* Work to complete:
Could you reproduce the lines below from the one with "pub mod http;" through the one with "pub const GENERATION_TIMEOUT_SECS: u64 = 120;"? Keep both ends and add nothing.

(Collected data)

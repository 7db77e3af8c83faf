//! # Quill API Server
//!
//! The main entry point for the Actix-web HTTP server.

use actix_cors::Cors;
use actix_web::{App, HttpServer, web};
use tracing_actix_web::TracingLogger;

mod config;
mod handlers;
mod middleware;
mod state;

use config::AppConfig;
use state::AppState;

#[actix_web::main]
async fn main() -> std::io::Result<()> {
    // Load .env file if present
    dotenvy::dotenv().ok();

    init_tracing();

    let config = AppConfig::from_env();

    tracing::info!(
        "Starting Quill API server on {}:{}",
        config.host,
        config.port
    );

    let state = AppState::new(&config).await;

    // CORS stays permissive: browser clients on other origins talk to /api
    // directly when no ingress rewrites the path.
    HttpServer::new(move || {
        App::new()
            .wrap(TracingLogger::default())
            .wrap(Cors::permissive())
            .app_data(web::Data::new(state.clone()))
            .configure(handlers::configure_routes)
    })
    .bind((config.host.as_str(), config.port))?
    .run()
    .await
}

fn init_tracing() {
    use tracing_subscriber::{EnvFilter, layer::SubscriberExt, util::SubscriberInitExt};

    let env_filter = EnvFilter::try_from_default_env()
        .unwrap_or_else(|_| EnvFilter::new("info,api_server=debug,quill_infra=debug"));

    tracing_subscriber::registry()
        .with(env_filter)
        .with(tracing_subscriber::fmt::layer().pretty())
        .init();
}
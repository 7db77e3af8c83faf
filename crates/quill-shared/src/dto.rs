//! Data Transfer Objects - request/response types for the posts API.

use serde::{Deserialize, Serialize};

/// Media reference as it appears on the wire.
#[derive(Debug, Clone, Serialize, Deserialize)]
pub struct MediaRefDto {
    pub url: String,
}

/// Request to create a post.
#[derive(Debug, Clone, Deserialize)]
#[serde(rename_all = "camelCase")]
pub struct CreatePostRequest {
    pub title: String,
    pub author: String,
    pub content: String,
    #[serde(default)]
    pub excerpt: Option<String>,
    #[serde(default)]
    pub cover_image: Option<MediaRefDto>,
    #[serde(default)]
    pub cover_video: Option<MediaRefDto>,
}

/// Partial update to a post. Only mutable fields are accepted; anything else
/// in the payload - including an id - is dropped on deserialization.
#[derive(Debug, Clone, Default, Deserialize)]
#[serde(rename_all = "camelCase")]
pub struct UpdatePostRequest {
    #[serde(default)]
    pub title: Option<String>,
    #[serde(default)]
    pub author: Option<String>,
    #[serde(default)]
    pub content: Option<String>,
    #[serde(default)]
    pub excerpt: Option<String>,
    #[serde(default)]
    pub cover_image: Option<MediaRefDto>,
    #[serde(default)]
    pub cover_video: Option<MediaRefDto>,
}

/// Body of a successful create.
#[derive(Debug, Clone, Serialize, Deserialize)]
#[serde(rename_all = "camelCase")]
pub struct CreatedResponse {
    pub inserted_id: String,
}

/// Body of a successful update.
#[derive(Debug, Clone, Serialize, Deserialize)]
#[serde(rename_all = "camelCase")]
pub struct UpdatedResponse {
    pub modified_count: u64,
}

/// Body of a successful delete.
#[derive(Debug, Clone, Serialize, Deserialize)]
#[serde(rename_all = "camelCase")]
pub struct DeletedResponse {
    pub deleted_count: u64,
}
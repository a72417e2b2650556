use super::{http, CoverHit, SearchProvider, SEARCH_TIMEOUT_SECS};
use crate::error::CoverError;
use async_trait::async_trait;
use reqwest::Client;
use serde_json::Value;

const ENDPOINT: &str = "https://www.googleapis.com/books/v1/volumes";
const NAME: &str = "Google Books";
/// The volumes endpoint rejects larger pages.
const MAX_PAGE: usize = 40;

/// Google Books volume search.
pub struct GoogleBooksProvider {
    client: Client,
    api_key: String,
}

impl GoogleBooksProvider {
    pub fn new(api_key: impl Into<String>) -> Result<Self, CoverError> {
        Ok(Self {
            client: http::client(SEARCH_TIMEOUT_SECS)?,
            api_key: api_key.into(),
        })
    }
}

#[async_trait]
impl SearchProvider for GoogleBooksProvider {
    fn name(&self) -> &str {
        NAME
    }

    async fn search(&self, title: &str, limit: usize) -> Result<Vec<CoverHit>, CoverError> {
        let query = [
            ("q", title.to_string()),
            ("maxResults", limit.clamp(1, MAX_PAGE).to_string()),
            ("printType", "books".to_string()),
            ("key", self.api_key.clone()),
        ];
        let body = http::get_json(&self.client, NAME, SEARCH_TIMEOUT_SECS, ENDPOINT, &query).await?;
        let mut hits = parse_volumes(&body);
        hits.truncate(limit);
        Ok(hits)
    }
}

/// Hits from a `volumes` response. Volumes without a thumbnail are skipped.
pub fn parse_volumes(body: &Value) -> Vec<CoverHit> {
    let Some(items) = body.get("items").and_then(Value::as_array) else {
        return Vec::new();
    };

    items
        .iter()
        .filter_map(|item| {
            let info = item.get("volumeInfo")?;
            let links = info.get("imageLinks");
            let link = |key: &str| {
                links
                    .and_then(|l| l.get(key))
                    .and_then(Value::as_str)
                    .filter(|s| !s.is_empty())
            };
            let thumbnail = link("thumbnail")?;
            let full = link("large").or_else(|| link("medium")).unwrap_or(thumbnail);

            Some(CoverHit {
                title: info
                    .get("title")
                    .and_then(Value::as_str)
                    .unwrap_or("Unknown")
                    .to_string(),
                author: join_names(info.get("authors")),
                thumbnail_url: upgrade_https(thumbnail),
                full_url: upgrade_https(full),
                source: NAME.to_string(),
            })
        })
        .collect()
}

pub(crate) fn join_names(value: Option<&Value>) -> String {
    let names: Vec<&str> = value
        .and_then(Value::as_array)
        .map(|a| a.iter().filter_map(Value::as_str).collect())
        .unwrap_or_default();
    if names.is_empty() {
        "Unknown".to_string()
    } else {
        names.join(", ")
    }
}

fn upgrade_https(url: &str) -> String {
    url.replacen("http://", "https://", 1)
}
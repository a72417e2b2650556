//! PDF assembly: splice a cover leaf in front of an existing document.
//!
//! Works at the object level with `lopdf`: the cover leaf's objects are
//! renumbered past the source's highest id, its page is hung off the source's
//! root page node at position 0, and nothing else in the source changes.
//! Page content streams, the document information dictionary and the rest of
//! the catalog are carried over as-is.

use crate::error::CoverError;
use lopdf::{Document, Object, ObjectId};
use tracing::debug;

/// Readers accept a `%PDF-` header anywhere in the first KiB.
const HEADER_SEARCH_WINDOW: usize = 1024;

/// Offset of the `%PDF-` header, if it starts within the search window.
pub fn header_offset(bytes: &[u8]) -> Option<usize> {
    let window = &bytes[..bytes.len().min(HEADER_SEARCH_WINDOW + 5)];
    window.windows(5).position(|w| w == b"%PDF-")
}

/// Parse source bytes and reject encrypted or empty documents.
///
/// Leading junk before the header is skipped; object offsets are then taken
/// relative to the header.
pub fn parse_source(bytes: &[u8]) -> Result<Document, CoverError> {
    let start = header_offset(bytes).ok_or_else(|| CoverError::CorruptSource {
        detail: "no %PDF- header in the first 1024 bytes".into(),
    })?;
    if start > 0 {
        debug!("Skipping {} byte(s) before the PDF header", start);
    }
    let doc = Document::load_mem(&bytes[start..]).map_err(|e| CoverError::CorruptSource {
        detail: format!("cannot parse PDF: {e}"),
    })?;
    if doc.is_encrypted() {
        return Err(CoverError::CorruptSource {
            detail: "document is encrypted".into(),
        });
    }
    if doc.get_pages().is_empty() {
        return Err(CoverError::CorruptSource {
            detail: "document has no pages".into(),
        });
    }
    Ok(doc)
}

/// Prepend `cover_page` (a single-page PDF) to `source`.
pub fn prepend(source: &[u8], cover_page: &[u8]) -> Result<Vec<u8>, CoverError> {
    prepend_with(source, cover_page, false)
}

/// Prepend `cover_page` to `source`, optionally dropping the source's
/// first page. The drop only happens when the source has more than one page.
pub fn prepend_with(
    source: &[u8],
    cover_page: &[u8],
    replace_first_page: bool,
) -> Result<Vec<u8>, CoverError> {
    let mut doc = parse_source(source)?;

    if replace_first_page {
        if doc.get_pages().len() > 1 {
            doc.delete_pages(&[1]);
            doc.prune_objects();
            debug!("Dropped original first page");
        } else {
            debug!("Single-page source, keeping its only page");
        }
    }

    let mut cover = Document::load_mem(cover_page).map_err(|e| CoverError::RenderFailed {
        detail: format!("cover leaf is not a valid PDF: {e}"),
    })?;
    cover.renumber_objects_with(doc.max_id + 1);
    doc.max_id = doc.max_id.max(cover.max_id);

    let cover_page_id = *cover
        .get_pages()
        .get(&1)
        .ok_or_else(|| CoverError::RenderFailed {
            detail: "cover leaf has no page".into(),
        })?;
    let (cover_catalog_id, cover_pages_id) = catalog_and_pages(&cover).map_err(|detail| {
        CoverError::RenderFailed {
            detail: format!("cover leaf: {detail}"),
        }
    })?;

    let (_, root_pages_id) =
        catalog_and_pages(&doc).map_err(|detail| CoverError::CorruptSource { detail })?;
    let pages_before = doc.get_pages().len();

    for (id, object) in cover.objects {
        if id != cover_catalog_id && id != cover_pages_id {
            doc.objects.insert(id, object);
        }
    }

    link_cover_page(&mut doc, cover_page_id, root_pages_id, pages_before)
        .map_err(|detail| CoverError::CorruptSource { detail })?;

    let mut buf = Vec::new();
    doc.save_to(&mut buf)
        .map_err(|e| CoverError::Internal(format!("cannot serialise assembled PDF: {e}")))?;
    debug!(
        "Assembled {} pages → {} bytes",
        pages_before + 1,
        buf.len()
    );
    Ok(buf)
}

/// Ids of the catalog and its root page-tree node.
fn catalog_and_pages(doc: &Document) -> Result<(ObjectId, ObjectId), String> {
    let catalog_id = doc
        .trailer
        .get(b"Root")
        .and_then(Object::as_reference)
        .map_err(|e| format!("missing catalog: {e}"))?;
    let pages_id = doc
        .get_dictionary(catalog_id)
        .and_then(|catalog| catalog.get(b"Pages"))
        .and_then(Object::as_reference)
        .map_err(|e| format!("missing page tree: {e}"))?;
    Ok((catalog_id, pages_id))
}

fn link_cover_page(
    doc: &mut Document,
    cover_page_id: ObjectId,
    root_pages_id: ObjectId,
    pages_before: usize,
) -> Result<(), String> {
    let root = doc
        .get_dictionary(root_pages_id)
        .map_err(|e| format!("page tree root: {e}"))?;
    let kids_ref = match root.get(b"Kids") {
        Ok(Object::Reference(id)) => Some(*id),
        Ok(_) => None,
        Err(e) => return Err(format!("page tree has no Kids: {e}")),
    };
    // Inherited attributes on the root node must not rotate or crop the cover.
    let inherits_rotate = root.has(b"Rotate");
    let inherits_crop = root.has(b"CropBox");

    let kids = match kids_ref {
        Some(id) => doc.get_object_mut(id).and_then(Object::as_array_mut),
        None => doc
            .get_dictionary_mut(root_pages_id)
            .and_then(|d| d.get_mut(b"Kids"))
            .and_then(Object::as_array_mut),
    }
    .map_err(|e| format!("page tree Kids: {e}"))?;
    kids.insert(0, Object::Reference(cover_page_id));

    doc.get_dictionary_mut(root_pages_id)
        .map_err(|e| format!("page tree root: {e}"))?
        .set("Count", (pages_before + 1) as i64);

    let page = doc
        .get_dictionary_mut(cover_page_id)
        .map_err(|e| format!("cover page: {e}"))?;
    page.set("Parent", root_pages_id);
    if inherits_rotate {
        page.set("Rotate", 0_i64);
    }
    if inherits_crop {
        if let Ok(media_box) = page.get(b"MediaBox").cloned() {
            page.set("CropBox", media_box);
        }
    }
    Ok(())
}

#[cfg(test)]
mod tests {
    use super::*;
    use crate::config::PageSize;
    use crate::pipeline::render::render_cover_page;
    use crate::pipeline::testing::{empty_pdf, nested_pdf, sample_pdf};
    use image::{DynamicImage, Rgb, RgbImage};

    fn cover_leaf() -> Vec<u8> {
        let img = DynamicImage::ImageRgb8(RgbImage::from_pixel(30, 40, Rgb([90, 30, 160])));
        render_cover_page(&img, PageSize::A4, 72, 90).unwrap()
    }

    fn contents(doc: &Document) -> Vec<Vec<u8>> {
        doc.get_pages()
            .values()
            .map(|id| doc.get_page_content(*id).unwrap())
            .collect()
    }

    #[test]
    fn header_after_leading_junk_is_found() {
        let mut bytes = b"\x00\x00garbage\r\n".to_vec();
        bytes.extend_from_slice(&sample_pdf(2));
        assert_eq!(header_offset(&bytes), Some(11));
        assert_eq!(parse_source(&bytes).unwrap().get_pages().len(), 2);

        let out = prepend(&bytes, &cover_leaf()).unwrap();
        assert_eq!(Document::load_mem(&out).unwrap().get_pages().len(), 3);
    }

    #[test]
    fn header_past_first_kib_is_not_searched() {
        let mut bytes = vec![b' '; 2048];
        bytes.extend_from_slice(&sample_pdf(1));
        assert_eq!(header_offset(&bytes), None);
        assert!(matches!(
            parse_source(&bytes).unwrap_err(),
            CoverError::CorruptSource { .. }
        ));
    }

    #[test]
    fn prepend_adds_one_page_and_keeps_content() {
        let source = sample_pdf(3);
        let out = prepend(&source, &cover_leaf()).unwrap();

        let before = Document::load_mem(&source).unwrap();
        let after = Document::load_mem(&out).unwrap();
        assert_eq!(after.get_pages().len(), 4);
        assert_eq!(&contents(&after)[1..], contents(&before).as_slice());
        assert!(contents(&after)[0].windows(3).any(|w| w == b"/Im"));
    }

    #[test]
    fn metadata_is_preserved() {
        let out = prepend(&sample_pdf(2), &cover_leaf()).unwrap();
        let doc = Document::load_mem(&out).unwrap();
        let info_id = doc.trailer.get(b"Info").unwrap().as_reference().unwrap();
        let info = doc.get_dictionary(info_id).unwrap();
        let title = info.get(b"Title").unwrap().as_str().unwrap();
        assert_eq!(title, b"Sample Book");
    }

    #[test]
    fn nested_page_tree_keeps_order() {
        let source = nested_pdf();
        let out = prepend(&source, &cover_leaf()).unwrap();

        let before = Document::load_mem(&source).unwrap();
        let after = Document::load_mem(&out).unwrap();
        assert_eq!(after.get_pages().len(), before.get_pages().len() + 1);
        assert_eq!(&contents(&after)[1..], contents(&before).as_slice());
    }

    #[test]
    fn replace_first_page_drops_original_cover() {
        let source = sample_pdf(3);
        let out = prepend_with(&source, &cover_leaf(), true).unwrap();

        let before = Document::load_mem(&source).unwrap();
        let after = Document::load_mem(&out).unwrap();
        assert_eq!(after.get_pages().len(), 3);
        assert_eq!(&contents(&after)[1..], &contents(&before)[1..]);
    }

    #[test]
    fn replace_first_page_keeps_single_page() {
        let out = prepend_with(&sample_pdf(1), &cover_leaf(), true).unwrap();
        let after = Document::load_mem(&out).unwrap();
        assert_eq!(after.get_pages().len(), 2);
    }

    #[test]
    fn garbage_is_corrupt_source() {
        let err = prepend(b"%PDF-1.4 garbage", &cover_leaf()).unwrap_err();
        assert!(matches!(err, CoverError::CorruptSource { .. }));
    }

    #[test]
    fn empty_document_is_corrupt_source() {
        let err = prepend(&empty_pdf(), &cover_leaf()).unwrap_err();
        match err {
            CoverError::CorruptSource { detail } => assert!(detail.contains("no pages")),
            other => panic!("unexpected: {other:?}"),
        }
    }

    #[test]
    fn source_bytes_are_not_modified() {
        let source = sample_pdf(2);
        let copy = source.clone();
        let _ = prepend(&source, &cover_leaf()).unwrap();
        assert_eq!(source, copy);
    }
}
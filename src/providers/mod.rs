//! External cover providers: book-metadata search and image generation.
//!
//! ```text
//! title ──▶ GoogleBooksProvider ──┐
//!       └─▶ OpenLibraryProvider ──┴─▶ search_covers ──▶ CoverHit … ──fetch──▶ CoverCandidate
//! prompt ──▶ OpenAiImageGenerator ─────────────────────────────────────────▶ CoverCandidate
//! ```
//!
//! Search is forgiving: a failing provider contributes a warning and no hits.
//! Generation is not: every failure is returned to the caller. No call is
//! retried automatically.

pub mod google_books;
pub mod http;
pub mod open_library;
pub mod openai_images;
pub mod query;
pub mod thumbnails;

use crate::config::{Credentials, GenerationOptions};
use crate::error::CoverError;
use crate::model::{CoverCandidate, CoverSource};
use async_trait::async_trait;
use serde::Serialize;
use std::collections::HashSet;
use tracing::{info, warn};

pub use google_books::GoogleBooksProvider;
pub use open_library::OpenLibraryProvider;
pub use openai_images::OpenAiImageGenerator;
pub use thumbnails::{Thumbnail, ThumbnailPool};

/// Per-request timeout for search and image downloads.
pub const SEARCH_TIMEOUT_SECS: u64 = 15;

/// Per-request timeout for image generation.
pub const GENERATION_TIMEOUT_SECS: u64 = 120;

// ── Search ───────────────────────────────────────────────────────────────

/// One search result: metadata plus the URLs to fetch the cover lazily.
#[derive(Debug, Clone, PartialEq, Eq, Serialize)]
pub struct CoverHit {
    pub title: String,
    pub author: String,
    pub thumbnail_url: String,
    pub full_url: String,
    /// Provider display name.
    pub source: String,
}

impl CoverHit {
    /// Download the full-size image and turn it into a candidate.
    pub async fn fetch(&self, client: &reqwest::Client) -> Result<CoverCandidate, CoverError> {
        let bytes = http::fetch_bytes(client, &self.full_url).await?;
        CoverCandidate::from_bytes(
            bytes,
            CoverSource::Search {
                provider: self.source.clone(),
                title: self.title.clone(),
                url: self.full_url.clone(),
            },
        )
    }

    fn dedup_key(&self) -> String {
        self.title.trim().to_lowercase()
    }
}

#[async_trait]
pub trait SearchProvider: Send + Sync {
    fn name(&self) -> &str;

    /// Up to `limit` hits for `title`, in the provider's relevance order.
    async fn search(&self, title: &str, limit: usize) -> Result<Vec<CoverHit>, CoverError>;
}

/// Merged search result.
#[derive(Debug, Clone, Default, PartialEq, Eq, Serialize)]
pub struct SearchOutcome {
    pub hits: Vec<CoverHit>,
    /// One line per provider that failed.
    pub warnings: Vec<String>,
}

/// Query every provider in order, merge, drop repeated titles and truncate.
///
/// Hits keep provider order, then each provider's own order.
pub async fn search_covers(
    providers: &[Box<dyn SearchProvider>],
    title: &str,
    limit: usize,
) -> SearchOutcome {
    let mut outcome = SearchOutcome::default();
    let title = title.trim();
    if title.is_empty() {
        outcome.warnings.push("Empty search query".into());
        return outcome;
    }

    let mut seen = HashSet::new();
    for provider in providers {
        match provider.search(title, limit).await {
            Ok(hits) => {
                info!("{} returned {} hit(s) for '{}'", provider.name(), hits.len(), title);
                outcome
                    .hits
                    .extend(hits.into_iter().filter(|hit| seen.insert(hit.dedup_key())));
            }
            Err(e) => {
                warn!("{} search failed: {e}", provider.name());
                outcome.warnings.push(format!("{}: {e}", provider.name()));
            }
        }
    }
    outcome.hits.truncate(limit);
    outcome
}

/// Search providers enabled by `credentials`: Google Books when a key is
/// present, then Open Library.
pub fn search_providers(credentials: &Credentials) -> Result<Vec<Box<dyn SearchProvider>>, CoverError> {
    let mut providers: Vec<Box<dyn SearchProvider>> = Vec::new();
    match credentials.google_books_key() {
        Some(key) => providers.push(Box::new(GoogleBooksProvider::new(key)?)),
        None => info!("Google Books skipped: no API key configured"),
    }
    providers.push(Box::new(OpenLibraryProvider::new()?));
    Ok(providers)
}

// ── Generation ───────────────────────────────────────────────────────────

#[async_trait]
pub trait ImageGenerator: Send + Sync {
    fn name(&self) -> &str;

    async fn generate(
        &self,
        prompt: &str,
        options: &GenerationOptions,
    ) -> Result<CoverCandidate, CoverError>;
}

* Result of the task:
pub mod http;
pub mod open_library;
pub mod openai_images;
pub mod query;
pub mod thumbnails;

use crate::config::{Credentials, GenerationOptions};
use crate::error::CoverError;
use crate::model::{CoverCandidate, CoverSource};
use async_trait::async_trait;
use serde::Serialize;
use std::collections::HashSet;
use tracing::{info, warn};

pub use google_books::GoogleBooksProvider;
pub use open_library::OpenLibraryProvider;
pub use openai_images::OpenAiImageGenerator;
pub use thumbnails::{Thumbnail, ThumbnailPool};

/// Per-request timeout for search and image downloads.
pub const SEARCH_TIMEOUT_SECS: u64 = 15;

/// Per-request timeout for image generation.
pub const GENERATION_TIMEOUT_SECS: u64 = 120;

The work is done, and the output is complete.